• **Assignment**: Where the line with "filename crates/quarry-importer/src/main.rs" appears below, start writing out lines exactly, and finish with the line with "shard file failed.", which is included; write out nothing else.

[Start of Attachment]

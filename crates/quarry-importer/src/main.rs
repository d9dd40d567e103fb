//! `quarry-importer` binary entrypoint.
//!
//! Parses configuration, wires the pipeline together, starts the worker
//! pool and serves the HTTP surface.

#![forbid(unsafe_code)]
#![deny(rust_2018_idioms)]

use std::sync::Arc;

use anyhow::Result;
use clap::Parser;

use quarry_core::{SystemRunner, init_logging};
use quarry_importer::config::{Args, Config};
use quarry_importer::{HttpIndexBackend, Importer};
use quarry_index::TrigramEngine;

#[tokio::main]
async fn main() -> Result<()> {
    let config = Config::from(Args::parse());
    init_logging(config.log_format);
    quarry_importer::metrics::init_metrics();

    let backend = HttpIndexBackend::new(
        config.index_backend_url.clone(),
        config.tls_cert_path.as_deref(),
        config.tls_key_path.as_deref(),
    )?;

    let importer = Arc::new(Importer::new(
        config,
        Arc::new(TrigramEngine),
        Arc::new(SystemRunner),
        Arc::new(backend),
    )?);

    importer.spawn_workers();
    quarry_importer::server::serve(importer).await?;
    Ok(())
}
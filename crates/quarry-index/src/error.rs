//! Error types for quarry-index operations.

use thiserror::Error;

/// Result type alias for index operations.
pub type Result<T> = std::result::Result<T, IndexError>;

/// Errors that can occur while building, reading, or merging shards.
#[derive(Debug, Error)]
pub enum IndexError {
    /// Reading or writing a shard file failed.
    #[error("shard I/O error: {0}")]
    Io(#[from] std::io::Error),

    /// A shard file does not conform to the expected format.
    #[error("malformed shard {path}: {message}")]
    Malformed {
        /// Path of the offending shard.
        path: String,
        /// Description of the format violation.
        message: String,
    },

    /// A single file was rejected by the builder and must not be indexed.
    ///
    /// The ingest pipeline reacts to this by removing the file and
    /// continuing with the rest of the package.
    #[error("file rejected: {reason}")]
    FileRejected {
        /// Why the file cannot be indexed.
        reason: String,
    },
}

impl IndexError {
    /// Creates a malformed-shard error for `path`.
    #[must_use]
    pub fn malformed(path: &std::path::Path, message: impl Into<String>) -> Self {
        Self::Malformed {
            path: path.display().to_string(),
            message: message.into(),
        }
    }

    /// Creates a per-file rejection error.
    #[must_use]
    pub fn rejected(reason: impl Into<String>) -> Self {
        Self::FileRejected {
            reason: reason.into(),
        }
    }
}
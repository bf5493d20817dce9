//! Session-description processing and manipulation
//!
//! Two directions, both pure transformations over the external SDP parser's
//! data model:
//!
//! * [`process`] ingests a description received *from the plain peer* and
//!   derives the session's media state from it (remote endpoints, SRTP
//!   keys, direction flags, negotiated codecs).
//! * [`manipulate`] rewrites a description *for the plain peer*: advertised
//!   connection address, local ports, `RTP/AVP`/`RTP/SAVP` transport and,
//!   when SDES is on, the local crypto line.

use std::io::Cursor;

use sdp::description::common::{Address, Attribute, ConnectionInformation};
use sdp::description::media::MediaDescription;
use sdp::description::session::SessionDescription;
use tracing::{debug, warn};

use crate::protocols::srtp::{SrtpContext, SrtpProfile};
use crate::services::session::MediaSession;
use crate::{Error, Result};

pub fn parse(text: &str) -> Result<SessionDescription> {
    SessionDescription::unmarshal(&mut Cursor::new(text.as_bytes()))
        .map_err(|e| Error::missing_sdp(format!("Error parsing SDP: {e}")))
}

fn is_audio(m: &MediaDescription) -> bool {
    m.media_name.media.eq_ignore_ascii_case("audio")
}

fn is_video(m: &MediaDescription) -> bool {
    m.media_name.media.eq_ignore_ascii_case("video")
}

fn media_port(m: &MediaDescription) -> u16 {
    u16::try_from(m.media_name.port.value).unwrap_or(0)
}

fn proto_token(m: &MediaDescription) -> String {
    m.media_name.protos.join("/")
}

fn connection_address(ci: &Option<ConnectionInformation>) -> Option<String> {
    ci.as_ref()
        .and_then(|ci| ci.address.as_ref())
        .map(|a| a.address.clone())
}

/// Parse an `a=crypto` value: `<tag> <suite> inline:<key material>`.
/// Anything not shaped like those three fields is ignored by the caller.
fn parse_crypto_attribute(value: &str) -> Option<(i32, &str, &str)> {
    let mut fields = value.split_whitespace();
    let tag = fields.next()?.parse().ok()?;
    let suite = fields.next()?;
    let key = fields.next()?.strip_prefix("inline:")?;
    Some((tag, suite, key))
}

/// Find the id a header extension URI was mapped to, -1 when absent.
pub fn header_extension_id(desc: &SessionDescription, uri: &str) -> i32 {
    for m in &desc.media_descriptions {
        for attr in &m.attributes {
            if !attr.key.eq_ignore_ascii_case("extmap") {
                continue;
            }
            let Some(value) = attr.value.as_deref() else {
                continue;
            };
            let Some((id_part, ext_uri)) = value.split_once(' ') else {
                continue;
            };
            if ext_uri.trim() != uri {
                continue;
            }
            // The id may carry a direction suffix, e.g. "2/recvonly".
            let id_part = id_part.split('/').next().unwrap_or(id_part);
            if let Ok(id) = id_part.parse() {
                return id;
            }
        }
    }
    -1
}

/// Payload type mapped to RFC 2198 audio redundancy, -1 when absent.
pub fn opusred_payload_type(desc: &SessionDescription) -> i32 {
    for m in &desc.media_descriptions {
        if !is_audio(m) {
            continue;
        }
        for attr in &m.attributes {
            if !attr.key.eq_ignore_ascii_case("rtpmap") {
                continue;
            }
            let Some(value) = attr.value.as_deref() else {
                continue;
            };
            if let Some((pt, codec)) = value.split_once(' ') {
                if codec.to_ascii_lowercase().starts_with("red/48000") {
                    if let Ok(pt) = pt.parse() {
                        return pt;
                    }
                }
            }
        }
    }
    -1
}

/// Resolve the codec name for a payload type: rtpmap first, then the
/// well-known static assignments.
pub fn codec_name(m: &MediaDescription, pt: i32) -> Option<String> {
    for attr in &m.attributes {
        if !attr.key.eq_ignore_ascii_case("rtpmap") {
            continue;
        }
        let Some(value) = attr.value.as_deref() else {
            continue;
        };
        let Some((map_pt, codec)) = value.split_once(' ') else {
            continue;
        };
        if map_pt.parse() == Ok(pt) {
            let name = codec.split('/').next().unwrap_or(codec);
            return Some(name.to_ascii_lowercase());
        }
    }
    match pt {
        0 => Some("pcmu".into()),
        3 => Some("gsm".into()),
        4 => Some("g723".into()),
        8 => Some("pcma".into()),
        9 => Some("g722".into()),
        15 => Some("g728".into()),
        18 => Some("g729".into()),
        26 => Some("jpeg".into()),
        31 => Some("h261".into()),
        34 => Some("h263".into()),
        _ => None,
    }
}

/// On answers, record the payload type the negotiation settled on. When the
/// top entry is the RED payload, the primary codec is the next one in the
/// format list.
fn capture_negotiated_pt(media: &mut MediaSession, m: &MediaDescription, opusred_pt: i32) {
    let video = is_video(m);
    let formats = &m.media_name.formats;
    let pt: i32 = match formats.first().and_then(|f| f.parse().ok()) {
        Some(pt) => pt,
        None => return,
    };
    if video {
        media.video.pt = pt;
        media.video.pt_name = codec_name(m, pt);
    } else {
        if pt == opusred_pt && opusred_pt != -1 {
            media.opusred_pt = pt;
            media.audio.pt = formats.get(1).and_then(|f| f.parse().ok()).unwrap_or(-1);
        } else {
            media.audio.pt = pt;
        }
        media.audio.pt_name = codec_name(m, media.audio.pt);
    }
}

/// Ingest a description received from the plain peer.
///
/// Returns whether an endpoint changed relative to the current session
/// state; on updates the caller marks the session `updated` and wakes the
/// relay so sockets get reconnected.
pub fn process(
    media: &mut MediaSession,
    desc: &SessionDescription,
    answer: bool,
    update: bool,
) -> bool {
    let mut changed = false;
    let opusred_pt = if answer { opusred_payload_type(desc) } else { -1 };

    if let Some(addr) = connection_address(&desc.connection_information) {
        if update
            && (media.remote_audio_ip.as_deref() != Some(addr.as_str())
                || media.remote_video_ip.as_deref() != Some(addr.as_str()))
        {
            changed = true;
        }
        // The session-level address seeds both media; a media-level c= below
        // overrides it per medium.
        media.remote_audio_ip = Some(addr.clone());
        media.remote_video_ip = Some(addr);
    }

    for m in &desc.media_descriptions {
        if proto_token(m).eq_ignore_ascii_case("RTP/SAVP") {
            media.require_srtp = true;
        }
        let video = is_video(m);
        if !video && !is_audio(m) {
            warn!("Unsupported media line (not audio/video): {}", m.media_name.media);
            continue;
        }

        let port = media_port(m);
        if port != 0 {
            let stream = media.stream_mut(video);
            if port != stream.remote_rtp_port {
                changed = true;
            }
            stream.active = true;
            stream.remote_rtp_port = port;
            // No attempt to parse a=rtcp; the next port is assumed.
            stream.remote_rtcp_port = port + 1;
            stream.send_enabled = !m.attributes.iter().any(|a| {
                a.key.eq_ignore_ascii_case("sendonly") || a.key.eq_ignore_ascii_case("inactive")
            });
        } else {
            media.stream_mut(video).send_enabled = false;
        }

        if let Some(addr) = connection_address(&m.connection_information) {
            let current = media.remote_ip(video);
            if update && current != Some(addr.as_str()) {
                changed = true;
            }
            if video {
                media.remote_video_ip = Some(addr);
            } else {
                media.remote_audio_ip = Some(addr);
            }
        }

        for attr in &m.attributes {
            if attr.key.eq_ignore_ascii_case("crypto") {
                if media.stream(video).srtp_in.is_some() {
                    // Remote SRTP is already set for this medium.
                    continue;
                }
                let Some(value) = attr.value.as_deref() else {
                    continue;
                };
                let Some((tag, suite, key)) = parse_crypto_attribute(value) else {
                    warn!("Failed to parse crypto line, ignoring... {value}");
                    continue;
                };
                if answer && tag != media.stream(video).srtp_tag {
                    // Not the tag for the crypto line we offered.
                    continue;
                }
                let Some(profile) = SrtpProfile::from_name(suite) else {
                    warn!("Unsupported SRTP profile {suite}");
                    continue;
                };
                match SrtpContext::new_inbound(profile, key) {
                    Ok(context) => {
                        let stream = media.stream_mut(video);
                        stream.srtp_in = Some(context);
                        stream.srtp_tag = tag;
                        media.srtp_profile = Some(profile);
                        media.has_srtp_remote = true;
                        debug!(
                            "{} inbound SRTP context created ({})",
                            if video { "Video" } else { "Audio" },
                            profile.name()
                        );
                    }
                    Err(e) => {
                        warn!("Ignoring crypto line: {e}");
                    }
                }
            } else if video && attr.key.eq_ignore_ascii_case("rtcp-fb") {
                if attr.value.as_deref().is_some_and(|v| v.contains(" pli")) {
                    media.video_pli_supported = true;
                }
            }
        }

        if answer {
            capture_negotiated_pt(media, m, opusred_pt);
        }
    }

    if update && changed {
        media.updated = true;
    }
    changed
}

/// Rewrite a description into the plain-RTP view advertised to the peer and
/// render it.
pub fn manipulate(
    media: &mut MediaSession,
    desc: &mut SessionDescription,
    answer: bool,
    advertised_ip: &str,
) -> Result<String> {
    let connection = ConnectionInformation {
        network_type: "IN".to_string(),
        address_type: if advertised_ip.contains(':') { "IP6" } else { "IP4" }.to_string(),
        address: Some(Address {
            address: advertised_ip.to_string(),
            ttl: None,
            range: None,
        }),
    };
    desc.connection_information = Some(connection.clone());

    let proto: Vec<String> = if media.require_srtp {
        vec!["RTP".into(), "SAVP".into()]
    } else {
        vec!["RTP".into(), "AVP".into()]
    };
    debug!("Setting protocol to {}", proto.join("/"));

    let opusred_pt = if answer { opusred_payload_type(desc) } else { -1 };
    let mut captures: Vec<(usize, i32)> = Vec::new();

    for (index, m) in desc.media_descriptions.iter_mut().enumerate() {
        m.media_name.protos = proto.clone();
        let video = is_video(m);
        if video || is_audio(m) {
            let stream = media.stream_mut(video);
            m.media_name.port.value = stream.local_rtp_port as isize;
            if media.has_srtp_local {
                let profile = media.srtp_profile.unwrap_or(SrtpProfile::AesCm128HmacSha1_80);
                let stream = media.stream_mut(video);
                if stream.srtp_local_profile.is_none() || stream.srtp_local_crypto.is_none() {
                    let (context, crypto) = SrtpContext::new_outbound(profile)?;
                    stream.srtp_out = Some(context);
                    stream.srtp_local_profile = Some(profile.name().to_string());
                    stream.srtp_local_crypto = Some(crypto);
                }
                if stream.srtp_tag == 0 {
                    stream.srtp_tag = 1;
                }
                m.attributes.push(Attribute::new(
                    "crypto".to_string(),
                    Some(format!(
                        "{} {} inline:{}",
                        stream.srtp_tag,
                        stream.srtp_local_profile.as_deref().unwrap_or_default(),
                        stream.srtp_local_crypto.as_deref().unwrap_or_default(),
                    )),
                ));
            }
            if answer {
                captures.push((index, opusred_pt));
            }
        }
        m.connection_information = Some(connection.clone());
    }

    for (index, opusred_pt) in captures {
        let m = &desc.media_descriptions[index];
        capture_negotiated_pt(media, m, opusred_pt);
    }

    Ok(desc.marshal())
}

[End of Attachment]
[Start of Attachment]

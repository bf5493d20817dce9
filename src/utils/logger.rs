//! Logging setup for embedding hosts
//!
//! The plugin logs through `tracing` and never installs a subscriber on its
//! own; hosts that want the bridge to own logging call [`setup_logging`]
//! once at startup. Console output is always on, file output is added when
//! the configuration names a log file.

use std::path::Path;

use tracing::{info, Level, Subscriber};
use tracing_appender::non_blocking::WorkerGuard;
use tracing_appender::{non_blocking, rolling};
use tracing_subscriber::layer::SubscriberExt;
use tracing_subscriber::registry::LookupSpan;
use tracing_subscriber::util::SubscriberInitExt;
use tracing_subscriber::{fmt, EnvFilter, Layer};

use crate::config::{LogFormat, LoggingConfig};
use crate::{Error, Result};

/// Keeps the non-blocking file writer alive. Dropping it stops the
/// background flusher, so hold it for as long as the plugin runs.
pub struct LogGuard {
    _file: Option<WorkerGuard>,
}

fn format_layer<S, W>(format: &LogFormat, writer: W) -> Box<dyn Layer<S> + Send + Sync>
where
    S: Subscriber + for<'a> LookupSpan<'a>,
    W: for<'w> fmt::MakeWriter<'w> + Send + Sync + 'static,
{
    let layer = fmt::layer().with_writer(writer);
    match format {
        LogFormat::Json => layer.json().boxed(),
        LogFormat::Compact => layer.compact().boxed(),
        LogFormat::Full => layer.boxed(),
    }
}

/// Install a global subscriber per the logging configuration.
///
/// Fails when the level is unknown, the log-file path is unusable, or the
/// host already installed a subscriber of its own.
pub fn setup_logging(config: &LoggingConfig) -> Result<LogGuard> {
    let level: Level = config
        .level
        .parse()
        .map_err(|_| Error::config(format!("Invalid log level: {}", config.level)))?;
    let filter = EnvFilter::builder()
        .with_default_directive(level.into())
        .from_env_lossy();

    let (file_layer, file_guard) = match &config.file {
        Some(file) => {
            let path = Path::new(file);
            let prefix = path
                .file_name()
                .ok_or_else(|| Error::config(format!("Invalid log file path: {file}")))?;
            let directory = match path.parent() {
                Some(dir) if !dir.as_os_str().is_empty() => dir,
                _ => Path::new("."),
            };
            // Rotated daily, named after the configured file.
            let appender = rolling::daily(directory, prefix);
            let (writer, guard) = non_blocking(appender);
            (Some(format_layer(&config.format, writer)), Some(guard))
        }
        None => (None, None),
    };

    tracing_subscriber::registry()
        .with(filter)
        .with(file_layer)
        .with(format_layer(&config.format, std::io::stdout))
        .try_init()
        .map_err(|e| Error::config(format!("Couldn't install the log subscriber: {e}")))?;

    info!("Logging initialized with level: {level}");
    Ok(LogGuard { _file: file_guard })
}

[End of Attachment]
[Start of Attachment]

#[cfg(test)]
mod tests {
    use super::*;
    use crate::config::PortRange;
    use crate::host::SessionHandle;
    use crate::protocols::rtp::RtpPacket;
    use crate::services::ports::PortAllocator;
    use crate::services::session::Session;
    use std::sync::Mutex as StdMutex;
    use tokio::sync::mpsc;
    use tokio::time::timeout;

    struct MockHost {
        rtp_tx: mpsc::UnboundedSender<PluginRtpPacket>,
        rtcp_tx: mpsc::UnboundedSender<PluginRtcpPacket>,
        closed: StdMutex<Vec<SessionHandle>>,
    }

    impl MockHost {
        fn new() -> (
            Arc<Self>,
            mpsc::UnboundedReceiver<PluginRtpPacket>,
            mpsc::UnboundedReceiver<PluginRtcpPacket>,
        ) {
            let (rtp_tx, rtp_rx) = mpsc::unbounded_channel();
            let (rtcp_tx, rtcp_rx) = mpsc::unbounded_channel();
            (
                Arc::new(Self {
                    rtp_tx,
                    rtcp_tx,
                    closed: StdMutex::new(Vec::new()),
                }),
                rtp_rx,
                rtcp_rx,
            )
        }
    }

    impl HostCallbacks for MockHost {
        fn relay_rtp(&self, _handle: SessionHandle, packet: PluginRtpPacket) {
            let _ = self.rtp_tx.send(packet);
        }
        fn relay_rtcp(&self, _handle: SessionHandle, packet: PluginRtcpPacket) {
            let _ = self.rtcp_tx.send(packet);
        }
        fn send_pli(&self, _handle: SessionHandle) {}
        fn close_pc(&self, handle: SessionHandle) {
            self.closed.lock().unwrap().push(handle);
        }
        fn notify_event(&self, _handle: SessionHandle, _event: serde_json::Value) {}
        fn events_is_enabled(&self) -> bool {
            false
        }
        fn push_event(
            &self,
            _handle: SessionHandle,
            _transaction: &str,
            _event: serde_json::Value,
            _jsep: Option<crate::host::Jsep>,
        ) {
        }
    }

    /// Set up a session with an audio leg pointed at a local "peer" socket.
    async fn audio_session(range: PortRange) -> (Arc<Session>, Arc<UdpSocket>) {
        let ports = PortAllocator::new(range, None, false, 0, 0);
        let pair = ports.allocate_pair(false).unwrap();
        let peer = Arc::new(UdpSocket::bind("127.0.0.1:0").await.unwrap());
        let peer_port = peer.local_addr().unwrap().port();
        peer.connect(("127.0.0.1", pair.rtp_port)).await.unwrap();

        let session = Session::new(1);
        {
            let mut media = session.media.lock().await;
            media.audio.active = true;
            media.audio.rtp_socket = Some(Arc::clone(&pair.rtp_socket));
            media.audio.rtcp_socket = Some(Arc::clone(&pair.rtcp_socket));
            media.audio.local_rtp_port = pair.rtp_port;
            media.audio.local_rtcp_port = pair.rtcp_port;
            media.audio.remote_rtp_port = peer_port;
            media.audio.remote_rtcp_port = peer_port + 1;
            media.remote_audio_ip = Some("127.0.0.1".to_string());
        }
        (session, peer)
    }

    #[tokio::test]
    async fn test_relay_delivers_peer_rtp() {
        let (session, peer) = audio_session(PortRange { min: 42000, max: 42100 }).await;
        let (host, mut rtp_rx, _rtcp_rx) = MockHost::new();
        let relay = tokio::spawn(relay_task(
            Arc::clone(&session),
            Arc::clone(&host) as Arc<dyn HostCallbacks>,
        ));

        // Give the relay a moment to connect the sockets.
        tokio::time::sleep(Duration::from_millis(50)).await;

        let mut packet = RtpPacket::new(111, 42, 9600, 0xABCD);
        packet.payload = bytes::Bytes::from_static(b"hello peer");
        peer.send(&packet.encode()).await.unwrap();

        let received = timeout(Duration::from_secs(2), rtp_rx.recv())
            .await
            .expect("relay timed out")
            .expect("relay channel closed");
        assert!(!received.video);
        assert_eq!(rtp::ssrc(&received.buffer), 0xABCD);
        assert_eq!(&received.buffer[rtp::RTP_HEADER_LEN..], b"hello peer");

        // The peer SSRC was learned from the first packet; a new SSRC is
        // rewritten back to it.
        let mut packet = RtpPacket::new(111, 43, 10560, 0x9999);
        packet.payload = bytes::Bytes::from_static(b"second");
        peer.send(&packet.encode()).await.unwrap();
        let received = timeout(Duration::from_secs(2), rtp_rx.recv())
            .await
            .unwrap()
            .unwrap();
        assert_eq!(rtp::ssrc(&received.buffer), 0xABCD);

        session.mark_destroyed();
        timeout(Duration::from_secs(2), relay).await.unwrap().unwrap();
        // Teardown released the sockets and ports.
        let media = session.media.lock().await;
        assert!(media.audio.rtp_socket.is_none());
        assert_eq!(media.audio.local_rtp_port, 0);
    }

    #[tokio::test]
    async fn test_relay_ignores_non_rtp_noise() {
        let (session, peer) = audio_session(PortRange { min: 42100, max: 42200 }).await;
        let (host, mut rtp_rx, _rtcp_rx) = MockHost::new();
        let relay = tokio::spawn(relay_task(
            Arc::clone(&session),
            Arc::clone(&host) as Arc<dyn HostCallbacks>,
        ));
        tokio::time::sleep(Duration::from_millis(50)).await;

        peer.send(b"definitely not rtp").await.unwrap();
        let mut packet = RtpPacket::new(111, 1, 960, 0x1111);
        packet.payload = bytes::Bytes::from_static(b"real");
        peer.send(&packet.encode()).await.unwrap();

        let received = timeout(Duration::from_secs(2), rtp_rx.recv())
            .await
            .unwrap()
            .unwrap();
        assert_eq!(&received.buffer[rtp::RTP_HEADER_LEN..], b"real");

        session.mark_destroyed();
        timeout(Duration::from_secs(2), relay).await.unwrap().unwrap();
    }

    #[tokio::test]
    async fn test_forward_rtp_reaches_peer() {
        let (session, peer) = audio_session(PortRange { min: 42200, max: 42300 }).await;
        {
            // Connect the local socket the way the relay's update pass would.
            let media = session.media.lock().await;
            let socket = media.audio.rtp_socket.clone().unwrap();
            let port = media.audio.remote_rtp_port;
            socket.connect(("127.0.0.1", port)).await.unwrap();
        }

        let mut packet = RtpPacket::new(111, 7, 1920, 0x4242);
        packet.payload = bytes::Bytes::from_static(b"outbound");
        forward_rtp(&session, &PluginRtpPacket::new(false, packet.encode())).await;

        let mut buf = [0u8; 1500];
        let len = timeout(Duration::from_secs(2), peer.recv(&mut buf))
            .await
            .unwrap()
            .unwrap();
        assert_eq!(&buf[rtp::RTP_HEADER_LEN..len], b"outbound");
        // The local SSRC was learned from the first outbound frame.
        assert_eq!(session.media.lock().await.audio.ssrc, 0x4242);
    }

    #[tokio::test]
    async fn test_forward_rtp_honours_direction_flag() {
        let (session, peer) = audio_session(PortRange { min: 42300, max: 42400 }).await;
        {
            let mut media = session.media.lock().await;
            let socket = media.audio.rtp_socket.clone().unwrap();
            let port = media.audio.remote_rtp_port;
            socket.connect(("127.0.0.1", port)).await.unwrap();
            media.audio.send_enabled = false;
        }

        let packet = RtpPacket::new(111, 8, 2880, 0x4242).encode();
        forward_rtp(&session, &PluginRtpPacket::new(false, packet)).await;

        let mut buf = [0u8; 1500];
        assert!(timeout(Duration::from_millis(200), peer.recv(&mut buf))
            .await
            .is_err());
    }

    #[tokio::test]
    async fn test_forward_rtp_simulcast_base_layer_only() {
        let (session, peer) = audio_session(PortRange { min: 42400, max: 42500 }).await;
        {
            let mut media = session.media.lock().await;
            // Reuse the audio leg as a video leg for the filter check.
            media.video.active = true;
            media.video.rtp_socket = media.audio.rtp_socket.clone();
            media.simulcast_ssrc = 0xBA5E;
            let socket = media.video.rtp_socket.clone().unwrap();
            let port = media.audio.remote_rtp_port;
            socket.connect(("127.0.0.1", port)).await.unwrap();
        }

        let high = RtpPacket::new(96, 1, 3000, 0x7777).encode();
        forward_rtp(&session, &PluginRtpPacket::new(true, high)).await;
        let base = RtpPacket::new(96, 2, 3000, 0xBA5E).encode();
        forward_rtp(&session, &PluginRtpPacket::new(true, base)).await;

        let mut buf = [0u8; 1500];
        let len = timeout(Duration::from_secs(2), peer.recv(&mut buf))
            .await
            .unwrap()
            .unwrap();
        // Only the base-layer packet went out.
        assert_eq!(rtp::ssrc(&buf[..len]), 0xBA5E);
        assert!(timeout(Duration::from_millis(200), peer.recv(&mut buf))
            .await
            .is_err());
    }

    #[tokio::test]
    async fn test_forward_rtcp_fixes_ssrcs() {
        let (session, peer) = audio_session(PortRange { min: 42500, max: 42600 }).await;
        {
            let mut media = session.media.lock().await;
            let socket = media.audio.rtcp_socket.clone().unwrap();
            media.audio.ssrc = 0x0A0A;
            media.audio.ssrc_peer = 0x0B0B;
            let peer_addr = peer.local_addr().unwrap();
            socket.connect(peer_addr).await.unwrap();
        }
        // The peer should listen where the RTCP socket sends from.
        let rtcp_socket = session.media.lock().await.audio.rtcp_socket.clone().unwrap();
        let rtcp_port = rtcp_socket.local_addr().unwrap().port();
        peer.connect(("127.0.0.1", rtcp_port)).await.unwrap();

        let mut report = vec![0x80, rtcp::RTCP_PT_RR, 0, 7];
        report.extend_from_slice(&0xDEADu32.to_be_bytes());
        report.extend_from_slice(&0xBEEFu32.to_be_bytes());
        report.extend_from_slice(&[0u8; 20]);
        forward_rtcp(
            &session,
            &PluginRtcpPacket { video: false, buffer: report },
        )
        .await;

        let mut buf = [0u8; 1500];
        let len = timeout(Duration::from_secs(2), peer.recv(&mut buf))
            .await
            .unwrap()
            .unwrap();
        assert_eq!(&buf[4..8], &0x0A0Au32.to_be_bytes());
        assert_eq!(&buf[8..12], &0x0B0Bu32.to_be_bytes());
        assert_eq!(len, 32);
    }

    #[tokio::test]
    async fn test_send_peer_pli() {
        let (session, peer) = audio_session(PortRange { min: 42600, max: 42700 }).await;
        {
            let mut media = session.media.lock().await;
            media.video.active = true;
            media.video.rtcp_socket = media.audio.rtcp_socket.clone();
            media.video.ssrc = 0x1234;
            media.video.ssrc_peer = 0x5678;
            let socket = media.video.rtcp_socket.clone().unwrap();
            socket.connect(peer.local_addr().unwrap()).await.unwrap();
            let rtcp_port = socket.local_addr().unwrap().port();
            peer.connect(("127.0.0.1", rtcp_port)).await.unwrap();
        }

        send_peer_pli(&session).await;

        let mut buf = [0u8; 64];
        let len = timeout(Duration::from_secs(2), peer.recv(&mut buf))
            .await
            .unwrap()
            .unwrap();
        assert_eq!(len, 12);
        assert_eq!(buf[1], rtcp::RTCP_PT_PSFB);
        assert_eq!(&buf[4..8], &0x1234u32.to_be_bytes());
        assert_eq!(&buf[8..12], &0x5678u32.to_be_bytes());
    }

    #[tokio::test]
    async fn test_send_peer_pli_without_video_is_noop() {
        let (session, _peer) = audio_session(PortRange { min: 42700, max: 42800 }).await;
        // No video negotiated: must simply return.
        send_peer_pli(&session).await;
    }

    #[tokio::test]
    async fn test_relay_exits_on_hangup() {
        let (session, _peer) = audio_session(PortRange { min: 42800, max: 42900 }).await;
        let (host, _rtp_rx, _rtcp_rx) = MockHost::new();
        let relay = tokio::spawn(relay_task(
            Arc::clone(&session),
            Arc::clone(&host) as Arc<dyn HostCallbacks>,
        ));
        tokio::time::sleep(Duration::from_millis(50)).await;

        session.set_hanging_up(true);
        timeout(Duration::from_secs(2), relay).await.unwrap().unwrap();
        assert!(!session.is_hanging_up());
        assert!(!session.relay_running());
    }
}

[End of Attachment]

• **Exercise answer**:
filename crates/quarry-importer/src/main.rs
repository d9dd40d567e103fb
//! `quarry-importer` binary entrypoint.
//!
//! Parses configuration, wires the pipeline together, starts the worker
//! pool and serves the HTTP surface.

#![forbid(unsafe_code)]
#![deny(rust_2018_idioms)]

use std::sync::Arc;

use anyhow::Result;
use clap::Parser;

use quarry_core::{SystemRunner, init_logging};
use quarry_importer::config::{Args, Config};
use quarry_importer::{HttpIndexBackend, Importer};
use quarry_index::TrigramEngine;

#[tokio::main]
async fn main() -> Result<()> {
    let config = Config::from(Args::parse());
    init_logging(config.log_format);
    quarry_importer::metrics::init_metrics();

    let backend = HttpIndexBackend::new(
        config.index_backend_url.clone(),
        config.tls_cert_path.as_deref(),
        config.tls_key_path.as_deref(),
    )?;

    let importer = Arc::new(Importer::new(
        config,
        Arc::new(TrigramEngine),
        Arc::new(SystemRunner),
        Arc::new(backend),
    )?);

    importer.spawn_workers();
    quarry_importer::server::serve(importer).await?;
    Ok(())
}
filename crates/quarry-index/src/error.rs
//! Error types for quarry-index operations.

use thiserror::Error;

/// Result type alias for index operations.
pub type Result<T> = std::result::Result<T, IndexError>;

/// Errors that can occur while building, reading, or merging shards.
#[derive(Debug, Error)]
pub enum IndexError {
    /// Reading or writing a shard file failed.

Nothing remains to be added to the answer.